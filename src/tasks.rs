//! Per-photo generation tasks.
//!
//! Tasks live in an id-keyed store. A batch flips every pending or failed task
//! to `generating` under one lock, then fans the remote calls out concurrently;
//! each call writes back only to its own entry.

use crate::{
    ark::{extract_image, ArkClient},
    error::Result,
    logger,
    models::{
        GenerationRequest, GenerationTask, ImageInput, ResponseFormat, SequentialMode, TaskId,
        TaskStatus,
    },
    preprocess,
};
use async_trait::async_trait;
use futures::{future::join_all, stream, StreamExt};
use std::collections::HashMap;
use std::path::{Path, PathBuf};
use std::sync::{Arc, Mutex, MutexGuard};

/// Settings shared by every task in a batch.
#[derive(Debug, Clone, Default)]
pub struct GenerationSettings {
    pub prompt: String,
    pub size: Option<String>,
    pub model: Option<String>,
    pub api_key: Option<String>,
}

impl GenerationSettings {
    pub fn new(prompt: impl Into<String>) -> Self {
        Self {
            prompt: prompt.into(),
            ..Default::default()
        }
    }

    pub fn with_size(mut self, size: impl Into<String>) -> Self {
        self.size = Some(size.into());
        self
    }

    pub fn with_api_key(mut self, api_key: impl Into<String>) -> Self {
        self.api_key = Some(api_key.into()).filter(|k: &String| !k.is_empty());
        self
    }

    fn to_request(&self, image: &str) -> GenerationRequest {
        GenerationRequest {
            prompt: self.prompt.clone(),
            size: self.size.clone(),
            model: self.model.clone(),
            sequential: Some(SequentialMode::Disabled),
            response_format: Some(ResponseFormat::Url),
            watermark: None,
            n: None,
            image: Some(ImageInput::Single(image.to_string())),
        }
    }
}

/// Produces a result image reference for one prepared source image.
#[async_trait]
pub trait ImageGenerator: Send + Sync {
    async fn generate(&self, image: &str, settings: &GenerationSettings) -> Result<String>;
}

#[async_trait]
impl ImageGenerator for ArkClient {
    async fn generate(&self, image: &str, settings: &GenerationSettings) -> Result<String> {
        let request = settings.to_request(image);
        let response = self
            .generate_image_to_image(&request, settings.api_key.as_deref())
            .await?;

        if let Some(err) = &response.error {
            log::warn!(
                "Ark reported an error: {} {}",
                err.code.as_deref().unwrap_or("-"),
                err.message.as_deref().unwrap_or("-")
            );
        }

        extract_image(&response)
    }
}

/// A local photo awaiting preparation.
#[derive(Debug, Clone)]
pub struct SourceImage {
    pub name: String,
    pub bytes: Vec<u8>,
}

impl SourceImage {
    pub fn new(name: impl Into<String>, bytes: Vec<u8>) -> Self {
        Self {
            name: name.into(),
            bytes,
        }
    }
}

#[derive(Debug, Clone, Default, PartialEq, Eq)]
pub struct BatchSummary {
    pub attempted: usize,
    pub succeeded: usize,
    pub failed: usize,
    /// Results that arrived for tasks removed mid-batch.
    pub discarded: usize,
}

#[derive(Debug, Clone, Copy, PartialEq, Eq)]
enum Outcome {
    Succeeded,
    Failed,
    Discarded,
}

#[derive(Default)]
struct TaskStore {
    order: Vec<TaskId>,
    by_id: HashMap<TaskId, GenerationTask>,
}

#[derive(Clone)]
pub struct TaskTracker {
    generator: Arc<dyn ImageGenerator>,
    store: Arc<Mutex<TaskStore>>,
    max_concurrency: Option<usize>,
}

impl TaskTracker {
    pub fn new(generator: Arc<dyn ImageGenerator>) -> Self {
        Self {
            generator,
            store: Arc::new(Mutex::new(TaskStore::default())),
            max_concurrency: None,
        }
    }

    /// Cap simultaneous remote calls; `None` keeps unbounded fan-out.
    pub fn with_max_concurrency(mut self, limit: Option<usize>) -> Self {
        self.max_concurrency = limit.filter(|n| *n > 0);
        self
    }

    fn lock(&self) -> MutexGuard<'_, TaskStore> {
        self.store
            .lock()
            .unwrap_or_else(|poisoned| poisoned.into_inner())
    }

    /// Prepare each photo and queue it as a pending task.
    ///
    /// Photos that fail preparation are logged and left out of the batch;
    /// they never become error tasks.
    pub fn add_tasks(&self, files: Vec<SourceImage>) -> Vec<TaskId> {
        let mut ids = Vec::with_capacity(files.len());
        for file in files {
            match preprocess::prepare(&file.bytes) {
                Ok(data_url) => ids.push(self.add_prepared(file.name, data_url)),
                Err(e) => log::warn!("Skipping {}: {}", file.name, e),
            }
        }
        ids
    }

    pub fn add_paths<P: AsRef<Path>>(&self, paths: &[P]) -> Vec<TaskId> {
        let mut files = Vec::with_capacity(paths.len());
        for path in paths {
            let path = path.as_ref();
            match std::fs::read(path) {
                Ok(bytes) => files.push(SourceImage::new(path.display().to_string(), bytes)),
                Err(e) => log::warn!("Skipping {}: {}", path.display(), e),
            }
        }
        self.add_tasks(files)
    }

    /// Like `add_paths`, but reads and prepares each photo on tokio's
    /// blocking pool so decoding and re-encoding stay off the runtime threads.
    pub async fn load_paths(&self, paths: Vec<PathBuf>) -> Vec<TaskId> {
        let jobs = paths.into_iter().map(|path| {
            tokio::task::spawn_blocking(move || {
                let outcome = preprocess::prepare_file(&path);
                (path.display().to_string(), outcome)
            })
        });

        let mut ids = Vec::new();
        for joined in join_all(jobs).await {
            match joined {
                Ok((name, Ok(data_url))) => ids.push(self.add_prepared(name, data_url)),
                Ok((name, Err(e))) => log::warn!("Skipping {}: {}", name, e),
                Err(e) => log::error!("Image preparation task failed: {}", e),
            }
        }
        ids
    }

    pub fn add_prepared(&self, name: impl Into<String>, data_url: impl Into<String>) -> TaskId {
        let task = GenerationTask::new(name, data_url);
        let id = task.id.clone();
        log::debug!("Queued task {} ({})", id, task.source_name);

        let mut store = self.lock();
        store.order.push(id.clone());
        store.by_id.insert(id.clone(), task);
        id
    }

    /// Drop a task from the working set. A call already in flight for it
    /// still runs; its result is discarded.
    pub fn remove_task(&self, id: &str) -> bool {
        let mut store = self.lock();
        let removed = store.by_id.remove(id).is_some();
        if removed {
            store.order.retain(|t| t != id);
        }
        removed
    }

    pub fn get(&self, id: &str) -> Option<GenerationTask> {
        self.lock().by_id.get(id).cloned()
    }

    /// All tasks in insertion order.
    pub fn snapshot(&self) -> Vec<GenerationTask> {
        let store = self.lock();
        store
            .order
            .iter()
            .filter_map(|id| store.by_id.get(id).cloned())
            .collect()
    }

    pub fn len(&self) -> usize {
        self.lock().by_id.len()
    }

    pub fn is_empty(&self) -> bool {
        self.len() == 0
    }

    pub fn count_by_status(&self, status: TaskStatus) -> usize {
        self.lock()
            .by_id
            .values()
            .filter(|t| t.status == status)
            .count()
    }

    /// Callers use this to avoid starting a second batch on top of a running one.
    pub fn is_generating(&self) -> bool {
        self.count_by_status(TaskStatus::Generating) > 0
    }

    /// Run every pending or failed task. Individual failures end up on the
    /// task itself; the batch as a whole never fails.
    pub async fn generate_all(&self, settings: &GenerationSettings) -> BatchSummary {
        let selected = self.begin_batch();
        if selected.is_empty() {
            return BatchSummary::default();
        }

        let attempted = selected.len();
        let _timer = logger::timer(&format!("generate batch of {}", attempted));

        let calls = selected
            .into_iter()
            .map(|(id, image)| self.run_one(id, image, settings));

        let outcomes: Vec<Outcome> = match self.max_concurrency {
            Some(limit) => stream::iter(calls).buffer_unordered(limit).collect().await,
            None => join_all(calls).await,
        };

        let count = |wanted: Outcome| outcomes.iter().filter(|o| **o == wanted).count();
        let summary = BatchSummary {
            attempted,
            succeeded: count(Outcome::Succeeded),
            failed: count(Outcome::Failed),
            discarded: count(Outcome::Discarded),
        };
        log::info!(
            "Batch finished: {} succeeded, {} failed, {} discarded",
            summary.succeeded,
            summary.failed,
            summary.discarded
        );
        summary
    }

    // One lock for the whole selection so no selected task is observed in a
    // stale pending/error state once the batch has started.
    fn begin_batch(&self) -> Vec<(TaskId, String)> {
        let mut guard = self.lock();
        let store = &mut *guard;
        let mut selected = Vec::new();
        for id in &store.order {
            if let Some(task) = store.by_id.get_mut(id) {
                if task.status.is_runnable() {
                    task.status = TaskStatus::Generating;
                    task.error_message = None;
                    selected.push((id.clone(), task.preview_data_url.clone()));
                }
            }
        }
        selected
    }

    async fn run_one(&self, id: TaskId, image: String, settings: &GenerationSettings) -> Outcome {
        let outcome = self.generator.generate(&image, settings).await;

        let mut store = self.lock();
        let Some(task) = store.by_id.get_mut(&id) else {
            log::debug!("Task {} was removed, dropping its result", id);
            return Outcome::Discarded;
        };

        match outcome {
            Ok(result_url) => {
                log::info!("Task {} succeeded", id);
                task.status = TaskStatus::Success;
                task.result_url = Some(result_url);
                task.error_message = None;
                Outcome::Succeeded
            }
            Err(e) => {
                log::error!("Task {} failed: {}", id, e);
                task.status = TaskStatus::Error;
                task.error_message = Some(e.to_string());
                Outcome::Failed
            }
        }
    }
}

* Exercise directions: Go through the listing above and copy each line where the string "BatchSummary" appears.

* Response below:
pub struct BatchSummary {
    pub async fn generate_all(&self, settings: &GenerationSettings) -> BatchSummary {
            return BatchSummary::default();
        let summary = BatchSummary {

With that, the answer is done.